Bain is the time bomb. Obama is playing with this bad issue. People like capitalism, people like profits, people understand that profits leads to jobs. Jobs don't have to be your focus -- Bain is a winner.

O'BRIEN: I'm just saying some people and others will say they understand that when a company goes in and buys a company and at some point has to lay people off and jobs are lost, that is a story that could resonate in an election year.

CAIN: If that is what Bain does -- I have one simple question for you.

If that is what Bain's modus operandi was to destroy companies in the pursuit of profit, to lay people off --

O'BRIEN: Of course it's not. And I didn't say that. And I didn't say that. And don't frame it as if I said that because I did not.

CAIN: Does that happen in private equity? On occasion. Is that something that Mitt Romney specialized in? You must answer -- you, proverbial, proverbial, you --

O'BRIEN: Did he say that either?

CAIN: -- must answer why Bain has been in business since 1987.

O'BRIEN: All points, by the way, well put. I didn't say any of those things.

LIZZA: You are making a somewhat complicated argument about what Bain does. That's not what Romney was saying. Romney was saying "My success at Bain was creating jobs." That's not the metric that Bain used.

CAIN: But it doesn't matter if it's the metric. It's a positive by-product. Does Bain and private equity create jobs? Big stamp yes.

HOOVER: You guys are so in the weeds because when Americans go to vote in November they're going to look at who is the guy who can turn the economy around. Who is the guy who has a sense of what government needs to do in order for the private sector to turn around and people are thinking jobs and the economy. We are so in the weeds on this Bain stuff. I think it's going to be irrelevant.

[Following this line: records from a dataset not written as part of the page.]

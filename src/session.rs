//! Session lifecycle: open the file, emit the initial window, then run a
//! follower on its own worker thread until cancelled.

use crate::cancel::CancelToken;
use crate::error::FollowError;
use crate::follower::{FollowOptions, Follower};
use crate::sink::{ChannelSink, FollowEvent, Sink, StopReason};
use crate::source::LocalFile;
use crate::window::read_last_lines;
use std::path::{Path, PathBuf};
use std::thread::JoinHandle;
use tokio::sync::mpsc;
use tokio_stream::wrappers::ReceiverStream;

/// Events of one session as an async stream. Ends after `Stopped`.
pub type EventStream = ReceiverStream<FollowEvent>;

/// Handle to a running session.
///
/// Dropping the handle does not stop the session; call `cancel`.
pub struct SessionHandle {
    path: PathBuf,
    cancel: CancelToken,
    thread: Option<JoinHandle<StopReason>>,
}

impl SessionHandle {
    /// Ask the session to stop. Returns immediately; the follower observes
    /// the request within one poll interval.
    pub fn cancel(&self) {
        tracing::debug!(path = %self.path.display(), "cancellation requested");
        self.cancel.cancel();
    }

    pub fn is_finished(&self) -> bool {
        self.thread.as_ref().map_or(true, |t| t.is_finished())
    }

    /// Wait for the worker thread to end.
    pub fn join(mut self) -> StopReason {
        match self.thread.take().map(|t| t.join()) {
            Some(Ok(reason)) => reason,
            Some(Err(_)) => {
                tracing::error!(path = %self.path.display(), "follower thread panicked");
                StopReason::Failed
            }
            None => StopReason::Cancelled,
        }
    }
}

/// Start following `path`, delivering events to `sink`.
///
/// Opening the file and reading the initial window happen before this
/// returns, so a missing or unreadable file is an `Err` here rather than an
/// event.
pub fn start<S>(
    path: impl AsRef<Path>,
    options: FollowOptions,
    sink: S,
) -> Result<SessionHandle, FollowError>
where
    S: Sink + Send + 'static,
{
    options.validate()?;
    let path = path.as_ref().to_path_buf();
    let mut source = LocalFile::open(&path)?;
    let window = read_last_lines(&mut source, options.initial_lines)
        .map_err(|e| FollowError::from_io(&path, e))?;

    let cancel = CancelToken::new();
    let token = cancel.clone();
    let thread = std::thread::Builder::new()
        .name("logtail-follow".to_string())
        .spawn(move || {
            let mut sink = sink;
            for line in &window.lines {
                sink.on_line(line);
            }
            Follower::new(source, sink, window.cursor, options).run(&token)
        })
        .map_err(|e| FollowError::Io {
            path: path.clone(),
            source: e,
        })?;

    Ok(SessionHandle {
        path,
        cancel,
        thread: Some(thread),
    })
}

/// Start following `path` and receive events as a stream.
///
/// `capacity` bounds the events buffered between the follower and the
/// consumer; when full the follower waits.
pub fn stream(
    path: impl AsRef<Path>,
    options: FollowOptions,
    capacity: usize,
) -> Result<(SessionHandle, EventStream), FollowError> {
    let (tx, rx) = mpsc::channel(capacity.max(1));
    let handle = start(path, options, ChannelSink::new(tx))?;
    Ok((handle, ReceiverStream::new(rx)))
}
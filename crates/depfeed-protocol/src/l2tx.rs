//! Synthesized L2 deposit transactions (type 0x7E).
//!
//! The derivation pipeline turns each admitted record into an L2 transaction
//! with a custom EIP-2718 envelope:
//! `0x7E || rlp([source_hash, from, to, mint, value, gas_limit, is_system_tx, data])`
//!
//! The source hash binds the transaction to the record's position in L1
//! history, so two otherwise-identical deposits never collide.

use alloy_primitives::{keccak256, Address, Bytes, TxKind, B256, U256};
use alloy_rlp::{BufMut, Decodable, Encodable, Header};
use serde::Serialize;

use crate::record::DepositRecord;

/// EIP-2718 transaction type byte for deposit transactions.
pub const DEPOSIT_TX_TYPE: u8 = 0x7E;

/// Domain separator byte for user-deposit source hashes.
const USER_DEPOSIT_SOURCE_DOMAIN: u8 = 0;

/// An L2 transaction synthesized from a deposit record.
///
/// Deposit transactions carry no signature: the sender was authenticated on
/// L1 and gas was paid for there.
#[derive(Debug, Clone, PartialEq, Eq, Serialize)]
pub struct DepositTx {
    /// Hash binding this transaction to its L1 origin.
    pub source_hash: B256,
    /// L2-visible sender (already aliased where applicable).
    pub from: Address,
    /// Call target, or `TxKind::Create` for contract creations.
    pub to: TxKind,
    /// Base asset minted into the L2 execution context.
    pub mint: U256,
    /// Native value attached on the L1 call.
    pub value: U256,
    /// Execution gas ceiling.
    pub gas_limit: u64,
    /// Whether this is a protocol-internal system transaction.
    pub is_system_tx: bool,
    /// Calldata or init code.
    pub data: Bytes,
}

impl DepositTx {
    /// Build the L2 transaction for an admitted record.
    pub fn from_record(record: DepositRecord, source_hash: B256) -> Self {
        let to = if record.is_creation { TxKind::Create } else { TxKind::Call(record.to) };

        Self {
            source_hash,
            from: record.from,
            to,
            mint: record.mint,
            value: record.value,
            gas_limit: record.gas_limit,
            is_system_tx: false,
            data: record.data,
        }
    }

    fn fields_len(&self) -> usize {
        self.source_hash.length() +
            self.from.length() +
            self.to.length() +
            self.mint.length() +
            self.value.length() +
            self.gas_limit.length() +
            self.is_system_tx.length() +
            self.data.length()
    }

    /// Encode the typed envelope into the provided buffer.
    pub fn encode_2718(&self, out: &mut dyn BufMut) {
        out.put_u8(DEPOSIT_TX_TYPE);
        Header { list: true, payload_length: self.fields_len() }.encode(out);
        self.source_hash.encode(out);
        self.from.encode(out);
        self.to.encode(out);
        self.mint.encode(out);
        self.value.encode(out);
        self.gas_limit.encode(out);
        self.is_system_tx.encode(out);
        self.data.encode(out);
    }

    /// Length of the encoded envelope in bytes.
    pub fn encode_2718_len(&self) -> usize {
        1 + Header { list: true, payload_length: self.fields_len() }.length_with_payload()
    }

    /// Decode a typed envelope produced by [`encode_2718`](Self::encode_2718).
    pub fn decode_2718(buf: &mut &[u8]) -> alloy_rlp::Result<Self> {
        if buf.first() != Some(&DEPOSIT_TX_TYPE) {
            return Err(alloy_rlp::Error::Custom("not a deposit transaction envelope"));
        }
        *buf = &buf[1..];

        let header = Header::decode(buf)?;
        if !header.list {
            return Err(alloy_rlp::Error::UnexpectedString);
        }
        let remaining = buf.len();

        let this = Self {
            source_hash: Decodable::decode(buf)?,
            from: Decodable::decode(buf)?,
            to: Decodable::decode(buf)?,
            mint: Decodable::decode(buf)?,
            value: Decodable::decode(buf)?,
            gas_limit: Decodable::decode(buf)?,
            is_system_tx: Decodable::decode(buf)?,
            data: Decodable::decode(buf)?,
        };

        if buf.len() + header.payload_length != remaining {
            return Err(alloy_rlp::Error::ListLengthMismatch {
                expected: header.payload_length,
                got: remaining - buf.len(),
            });
        }

        Ok(this)
    }

    /// Encode and return as `Bytes`.
    ///
    /// Prefer [`encode_2718`](Self::encode_2718) with a reusable buffer when
    /// encoding many transactions.
    pub fn to_bytes(&self) -> Bytes {
        let mut buf = Vec::with_capacity(self.encode_2718_len());
        self.encode_2718(&mut buf);
        Bytes::from(buf)
    }

    /// Compute the L2 transaction hash.
    pub fn tx_hash(&self) -> B256 {
        keccak256(self.to_bytes())
    }
}

/// Compute the source hash for a user-deposited transaction.
///
/// Formula: `keccak256(bytes32(0) || keccak256(l1_block_hash || bytes32(log_index)))`
///
/// The leading domain byte distinguishes user deposits from other
/// protocol-internal deposit kinds.
pub fn user_deposit_source_hash(l1_block_hash: B256, log_index: u64) -> B256 {
    let mut deposit_id_input = [0u8; 64];
    deposit_id_input[..32].copy_from_slice(l1_block_hash.as_slice());
    deposit_id_input[56..64].copy_from_slice(&log_index.to_be_bytes());
    let deposit_id = keccak256(deposit_id_input);

    let mut source_hash_input = [0u8; 64];
    source_hash_input[31] = USER_DEPOSIT_SOURCE_DOMAIN;
    source_hash_input[32..64].copy_from_slice(deposit_id.as_slice());
    keccak256(source_hash_input)
}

O'BRIEN: I think that when people go and actually ask that question they're going to go two tracks. They're going to say a guy who ran a private equity company or they're going to say is that private equity company connected to jobs? That's a $64,000 question for how people are going to vote.

And by the way, we have so much time that there's a lot of other stuff that can happen in between.

Done and done. My god I'm worn out today.


O'BRIEN: Carol Costello and "CNN NEWSROOM" begins right now. I'll see everybody back here tomorrow morning. Hey Carol.